Достаточно освоившись во мраке, который ослаблялся светом высоко прорезанных бойниц, Золотинка пробралась к лестнице. Она попала в мало чем отличное помещение наверху, захламленное и полутемное; лестница развернулась здесь в другую сторону. Волшебница и Видохин не замечали приблудного гостя.
— Я уезжаю, Видохин, — сказала волшебница.
— А! В добрый путь! — с некоторым усилием пожелал ей добра Видохин.
— Возможно, я вернусь, когда замок опустеет.
— А!
— Такая уж моя участь — возвращаться.
— А-а.
— И ты, Видохин, тоже ведь поедаешь свой собственный хвост.
— А-а, — равнодушно отозвался старик. Впрочем, ему трудно было говорить на крутом, неверном подъеме. Он сипло дышал и хватался за перила.
— Видохин, ты болен? — остановилась волшебница.
— А! Да, — словно бы спохватившись, припомнил Видохин. — Да! Я скоро умру.
Анюта промолчала, и больше не говорили.
Поверх деревянных балок и настила третий ярус имел каменное покрытие. Едва только глаза Золотинки поднялись над уровнем пола, взору ее предстал мусор, лепешки засохшей гущи на выщербленных плитах, а в голову шибанул кислый дух красильной мастерской. Цветные окна в мелких круглых переплетах наполняли комнату мутным светом. Из обихода красильни попал сюда широкий дубовый чан, но главное место занимали печи. Устроенный у глухой стены очаг принял внутрь себя два малых железных горна. На противне с золой стояли там почерневшие глиняные сосуды. Две другие печи, кирпичные, располагались справа и слева от очага: одна высокая, квадратная, с несколькими топками, другая приземистая, круглая, без дымохода. Застарелая копоть покрывала стены и потолок, густо собиралась вокруг узкого проема в потолке, верхние ступеньки ведущей на следующий, четвертый ярус лестницы почернели и даже обуглились.

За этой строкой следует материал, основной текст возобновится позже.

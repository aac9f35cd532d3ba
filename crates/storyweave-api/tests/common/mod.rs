//! Shared test helpers for API integration tests.
#![allow(dead_code)]

use std::sync::Arc;

use axum::Router;
use axum::body::Body;
use axum::http::{Request, StatusCode};
use chrono::TimeZone;
use http_body_util::BodyExt;
use storyweave_core::clock::Clock;
use storyweave_core::services::{StoryGenerator, StoryPublisher};
use storyweave_test_support::{
    ManualClock, StaticThumbnailCatalog, StaticWordSource, thumbnail, word_card,
};
use tower::ServiceExt;

use storyweave_api::registry::SessionRegistry;
use storyweave_api::state::AppState;

/// Fixed starting time used across all integration tests.
fn manual_clock() -> Arc<dyn Clock> {
    Arc::new(ManualClock::new(
        chrono::Utc.with_ymd_and_hms(2026, 1, 15, 10, 0, 0).unwrap(),
    ))
}

/// Build application state with the given generator and publisher, and a
/// fixed set of opening cards and cover images.
pub fn build_state(
    generator: Arc<dyn StoryGenerator>,
    publisher: Arc<dyn StoryPublisher>,
) -> AppState {
    AppState::new(
        Arc::new(SessionRegistry::new(manual_clock())),
        generator,
        publisher,
        Arc::new(StaticWordSource::new(vec![
            word_card(["cat", "moon", "bread", "river"]),
            word_card(["owl", "snow", "lamp", "boat"]),
        ])),
        Arc::new(StaticThumbnailCatalog::new(vec![
            thumbnail("thumb-1"),
            thumbnail("thumb-2"),
        ])),
    )
}

/// Build the full app router. Uses the same route structure as `main.rs`.
pub fn build_test_app(state: AppState) -> Router {
    storyweave_api::app(state)
}

/// A paragraph of plain text in the editor's JSON format.
pub fn text_document(text: &str) -> serde_json::Value {
    serde_json::json!({
        "type": "doc",
        "content": [{ "type": "paragraph", "content": [{ "type": "text", "text": text }] }]
    })
}

/// Send a request with an optional JSON body and return the response.
pub async fn send_json(
    app: Router,
    method: &str,
    uri: &str,
    body: Option<&serde_json::Value>,
) -> (StatusCode, serde_json::Value) {
    let request = Request::builder().method(method).uri(uri);
    let request = match body {
        Some(body) => request
            .header("content-type", "application/json")
            .body(Body::from(serde_json::to_vec(body).unwrap())),
        None => request.body(Body::empty()),
    }
    .unwrap();

    let response = app.oneshot(request).await.unwrap();
    let status = response.status();
    let body_bytes = response.into_body().collect().await.unwrap().to_bytes();
    let json = if body_bytes.is_empty() {
        serde_json::Value::Null
    } else {
        serde_json::from_slice(&body_bytes).unwrap()
    };

    (status, json)
}

/// Send a POST request with a JSON body and return the response.
pub async fn post_json(
    app: Router,
    uri: &str,
    body: &serde_json::Value,
) -> (StatusCode, serde_json::Value) {
    send_json(app, "POST", uri, Some(body)).await
}

/// Send a POST request without a body and return the response.
pub async fn post_empty(app: Router, uri: &str) -> (StatusCode, serde_json::Value) {
    send_json(app, "POST", uri, None).await
}

/// Send a PUT request with a JSON body and return the response.
pub async fn put_json(
    app: Router,
    uri: &str,
    body: &serde_json::Value,
) -> (StatusCode, serde_json::Value) {
    send_json(app, "PUT", uri, Some(body)).await
}

/// Send a GET request and return the response.
pub async fn get_json(app: Router, uri: &str) -> (StatusCode, serde_json::Value) {
    send_json(app, "GET", uri, None).await
}
//! Route modules.

pub mod health;
pub mod sessions;
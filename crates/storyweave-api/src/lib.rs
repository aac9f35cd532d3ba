//! Storyweave API: HTTP surface for in-memory authoring sessions.

use axum::Router;
use tower_http::cors::CorsLayer;
use tower_http::trace::TraceLayer;

pub mod config;
pub mod error;
pub mod registry;
pub mod routes;
pub mod state;

use crate::state::AppState;

/// Builds the full application router.
// TODO: Replace CorsLayer::permissive() with the editor's origin once it is configurable.
pub fn app(state: AppState) -> Router {
    Router::new()
        .merge(routes::health::router())
        .nest("/api/v1/stories", routes::sessions::router())
        .layer(TraceLayer::new_for_http())
        .layer(CorsLayer::permissive())
        .with_state(state)
}
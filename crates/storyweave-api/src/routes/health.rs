//! Health check endpoint.

use axum::extract::State;
use axum::{Json, Router, routing::get};
use serde::Serialize;

use crate::state::AppState;

/// Health check response.
#[derive(Serialize)]
pub struct HealthResponse {
    /// Service status.
    pub status: String,
    /// Service version.
    pub version: String,
    /// Number of live authoring sessions.
    pub sessions: usize,
}

/// GET /health
async fn health_check(State(state): State<AppState>) -> Json<HealthResponse> {
    Json(HealthResponse {
        status: "ok".to_string(),
        version: env!("CARGO_PKG_VERSION").to_string(),
        sessions: state.sessions.len(),
    })
}

/// Returns the health check router.
pub fn router() -> Router<AppState> {
    Router::new().route("/health", get(health_check))
}
//! Wire types exchanged with the story backend.

use serde::{Deserialize, Serialize};

use crate::document::Document;

/// A cover image the author may pick for a story.
#[derive(Debug, Clone, PartialEq, Eq, Serialize, Deserialize)]
#[serde(rename_all = "camelCase")]
pub struct ThumbnailTemplate {
    /// Identifier sent back when publishing.
    pub thumbnail_id: String,
    /// Where the image can be fetched from.
    pub thumbnail_path: String,
}

/// One committed episode in a save request.
#[derive(Debug, Clone, PartialEq, Eq, Serialize, Deserialize)]
#[serde(rename_all = "camelCase")]
pub struct ChapterPayload {
    /// Episode number, starting at 1.
    pub chapter_num: u32,
    /// Snapshot of the episode's document.
    pub chapter_json: Document,
}

/// Body of the publish call.
#[derive(Debug, Clone, PartialEq, Eq, Serialize, Deserialize)]
#[serde(rename_all = "camelCase")]
pub struct SaveStoryRequest {
    /// Story title as entered.
    pub story_title: String,
    /// Chosen cover image.
    pub thumbnail_id: String,
    /// Committed episodes, ascending by number.
    pub chapters: Vec<ChapterPayload>,
}

/// Outcome of a successful publish.
#[derive(Debug, Clone, PartialEq, Eq, Serialize, Deserialize)]
pub struct PublishedStory {
    /// Identifier of the created story, when the backend returns one.
    pub story_id: Option<String>,
}
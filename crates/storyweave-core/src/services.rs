//! External story services the authoring workflow depends on.
//!
//! Implementations are injected; the workflow never decides how they are
//! reached.

use async_trait::async_trait;

use crate::document::Document;
use crate::error::ServiceError;
use crate::story::{PublishedStory, SaveStoryRequest, ThumbnailTemplate};
use crate::word_card::WordCard;

/// Suggests vocabulary for the next episode from the one just written.
#[async_trait]
pub trait StoryGenerator: Send + Sync {
    /// Returns candidate word cards for the episode after `chapter`.
    async fn next_word_cards(&self, chapter: &Document) -> Result<Vec<WordCard>, ServiceError>;
}

/// Stores a finished story.
#[async_trait]
pub trait StoryPublisher: Send + Sync {
    /// Saves the story and returns what the backend created.
    async fn save_story(&self, request: &SaveStoryRequest) -> Result<PublishedStory, ServiceError>;
}

/// Provides the word cards offered for the first episode.
#[async_trait]
pub trait InitialWordSource: Send + Sync {
    /// Returns the opening word cards.
    async fn initial_word_cards(&self) -> Result<Vec<WordCard>, ServiceError>;
}

/// Lists the cover images an author can choose from.
#[async_trait]
pub trait ThumbnailCatalog: Send + Sync {
    /// Returns the available templates in display order.
    async fn thumbnail_templates(&self) -> Result<Vec<ThumbnailTemplate>, ServiceError>;
}
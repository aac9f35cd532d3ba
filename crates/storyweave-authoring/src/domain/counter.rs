//! Character counting for episode drafts.

use storyweave_core::document::{Document, Node};

/// Counts the characters a document renders to.
///
/// Text and locked words count their length in UTF-16 code units, so a
/// character outside the Basic Multilingual Plane counts two. Every hard
/// break counts one, and every paragraph after the first counts one for its implicit
/// separator. An absent document counts zero, as does the editor's initial
/// single empty paragraph.
#[must_use]
pub fn count<'a>(document: impl Into<Option<&'a Document>>) -> usize {
    let Some(document) = document.into() else {
        return 0;
    };

    let mut text_chars = 0;
    let mut hard_breaks = 0;
    let mut paragraphs: usize = 0;

    for node in document.walk() {
        match node {
            Node::Text { text } => text_chars += text.encode_utf16().count(),
            Node::AtomicWord { attrs } => text_chars += attrs.text.encode_utf16().count(),
            Node::HardBreak => hard_breaks += 1,
            Node::Paragraph { .. } => paragraphs += 1,
            Node::Doc { .. } => {}
        }
    }

    text_chars + hard_breaks + paragraphs.saturating_sub(1)
}

#[cfg(test)]
mod tests {
    use super::*;
    use storyweave_core::document::DropId;

    #[test]
    fn test_absent_document_counts_zero() {
        assert_eq!(count(None::<&Document>), 0);
    }

    #[test]
    fn test_initial_empty_paragraph_counts_zero() {
        assert_eq!(count(&Document::empty()), 0);
    }

    #[test]
    fn test_document_without_paragraphs_counts_zero() {
        assert_eq!(count(&Document::new(Vec::new())), 0);
    }

    #[test]
    fn test_single_paragraph_counts_text_length() {
        let document = Document::new(vec![Node::paragraph(vec![Node::text("abc")])]);

        assert_eq!(count(&document), 3);
    }

    #[test]
    fn test_second_paragraph_adds_separator() {
        let document = Document::new(vec![
            Node::paragraph(vec![Node::text("a")]),
            Node::paragraph(vec![Node::text("b")]),
        ]);

        assert_eq!(count(&document), 3);
    }

    #[test]
    fn test_hard_breaks_and_locked_words_are_counted() {
        let document = Document::new(vec![Node::paragraph(vec![
            Node::text("I saw a "),
            Node::locked_word("rabbit", Some(DropId::Text("w-1".to_owned()))),
            Node::HardBreak,
            Node::text("!"),
        ])]);

        // 8 + 6 + 1 + 1
        assert_eq!(count(&document), 16);
    }

    #[test]
    fn test_counts_characters_not_bytes() {
        let document = Document::new(vec![Node::paragraph(vec![Node::text("ねこがすき")])]);

        assert_eq!(count(&document), 5);
    }

    #[test]
    fn test_supplementary_plane_characters_count_two() {
        // Arrange
        let document = Document::new(vec![Node::paragraph(vec![
            Node::text("😀".repeat(101)),
            Node::locked_word("𠮷", None),
        ])]);

        // Act
        let total = count(&document);

        // Assert
        assert_eq!(total, 204);
    }

    #[test]
    fn test_nested_paragraphs_are_traversed() {
        let document = Document::new(vec![Node::Doc {
            content: vec![Node::paragraph(vec![Node::paragraph(vec![Node::text(
                "xy",
            )])])],
        }]);

        // 2 text + (2 paragraphs - 1)
        assert_eq!(count(&document), 3);
    }

    #[test]
    fn test_empty_trailing_paragraphs_still_count_as_separators() {
        let document = Document::new(vec![
            Node::paragraph(vec![Node::text("hi")]),
            Node::paragraph(Vec::new()),
            Node::paragraph(Vec::new()),
        ]);

        assert_eq!(count(&document), 4);
    }
}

Чем больше Золотинка приглядывалась, тем больше проникалась тягостным ощущением запустения, упадка и неустойчивости. На полках и на столах теснились немытые, с запекшимися остатками веществ сосуды, глиняные, оловянные, стеклянные; перегонный куб и реторты. Поверх сосудов клонились в случайных положениях противни, на них опасно громоздились железные и бронзовые приборы: щипцы с хитро изогнутыми хваталками, циркули, ложки на длинных ручках. Долгое коромысло весов, подвешенных на уходящей к потолку цепи, безнадежно перекосилось. Навалом, как дрова, лежали в простенке между окнами не застегнутые, растрепанные книги. Ломаные перья, полузасохшая чернильница — все говорило о небрежении, об утрате веры в священную силу слова.